Pulmonary valve replacement via surgical implantation of a bioprosthetic valve (BPV) is a well-established treatment for patients with dysfunctional RV outflow tracts. BPVs are prone to structural deterioration, and will eventually require replacement. Recently, percutaneous valve-in-valve (VIV) placement of transcatheter valves has established itself as a safe and effective alternative to surgical revision. Unfortunately, VIV therapy is inherently limited by the inner diameter of the BPV, which restricts the number of eligible patients. Other centers have reported on the feasibility of cracking certain BPVs with ultra high-pressure balloons in bench testing.

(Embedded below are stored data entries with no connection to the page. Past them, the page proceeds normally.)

// =============================================================================
// Product
// =============================================================================

/// A product or service that can be placed on invoices and quotes.
#[derive(Debug, Clone, Serialize, Deserialize, TS)]
#[cfg_attr(feature = "sqlx", derive(sqlx::FromRow))]
#[ts(export)]
pub struct Product {
    /// Unique identifier (UUID v4).
    pub id: String,

    /// Tenant this product belongs to.
    pub tenant_id: String,

    /// Short business reference shown in pickers (e.g. "CONSULT-DAY").
    pub reference: String,

    /// Display name shown on documents.
    pub name: String,

    /// Optional description for document line items.
    pub description: Option<String>,

    /// Unit price in cents (smallest currency unit).
    pub unit_price_cents: i64,

    /// Tax rate in basis points (2000 = 20%).
    pub tax_rate_bps: u32,

    /// Billing unit label ("h", "day", "unit"), display only.
    pub unit: Option<String>,

    /// Whether product is active (soft delete).
    pub is_active: bool,

    /// When the product was created.
    #[ts(as = "String")]
    pub created_at: DateTime<Utc>,

    /// When the product was last updated.
    #[ts(as = "String")]
    pub updated_at: DateTime<Utc>,
}

impl Product {
    /// Returns the unit price as a Money type.
    #[inline]
    pub fn unit_price(&self) -> Money {
        Money::from_cents(self.unit_price_cents)
    }

    /// Returns the tax rate.
    #[inline]
    pub fn tax_rate(&self) -> TaxRate {
        TaxRate::from_bps(self.tax_rate_bps)
    }
}

// =============================================================================
// Company (tenant profile)
// =============================================================================

/// The tenant's own company profile, printed in the header of every document.
#[derive(Debug, Clone, Serialize, Deserialize, TS)]
#[cfg_attr(feature = "sqlx", derive(sqlx::FromRow))]
#[ts(export)]
pub struct Company {
    /// Unique identifier, equal to the tenant_id it describes.
    pub id: String,

    /// Legal or trade name.
    pub name: String,

    /// Postal address, free-form.
    pub address: Option<String>,

    /// Contact email printed on documents.
    pub email: Option<String>,

    /// Contact phone printed on documents.
    pub phone: Option<String>,

    /// Company registration number (SIRET or equivalent).
    pub registration_number: Option<String>,

    /// Company VAT number.
    pub vat_number: Option<String>,

    #[ts(as = "String")]
    pub created_at: DateTime<Utc>,
    #[ts(as = "String")]
    pub updated_at: DateTime<Utc>,
}

// =============================================================================
// Invoice Status
// =============================================================================

/// The status of an invoice.
///
/// ## Note on "overdue"
/// Overdue is derived (unpaid + past due date), never stored, so listings
/// and reminder evaluation can't disagree with the persisted state.
/// See [`Invoice::is_overdue`].
#[derive(Debug, Clone, Copy, PartialEq, Eq, Serialize, Deserialize, TS)]
#[cfg_attr(feature = "sqlx", derive(sqlx::Type))]
#[cfg_attr(feature = "sqlx", sqlx(rename_all = "snake_case"))]
#[ts(export)]
#[serde(rename_all = "snake_case")]
pub enum InvoiceStatus {
    /// Invoice is being edited; has no number yet.
    Draft,
    /// Invoice has been issued and sent to the client.
    Sent,
    /// Invoice has been paid in full.
    Paid,
    /// Invoice was cancelled; kept for the numbering trail.
    Cancelled,
}

impl Default for InvoiceStatus {
    fn default() -> Self {
        InvoiceStatus::Draft
    }
}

We now report cracking an Edwards Perimount BPV in the pulmonary position to facilitate VIV placement of an Edwards SAPIEN 3. The ability to crack the Perimount valve allowed placement of a larger valve than previously considered and minimized the final valve gradient. In an effort to avoid the morbidity and mortality of surgical pulmonary valve replacement, this new strategy will expand the number of patients eligible for percutaneous VIV therapy.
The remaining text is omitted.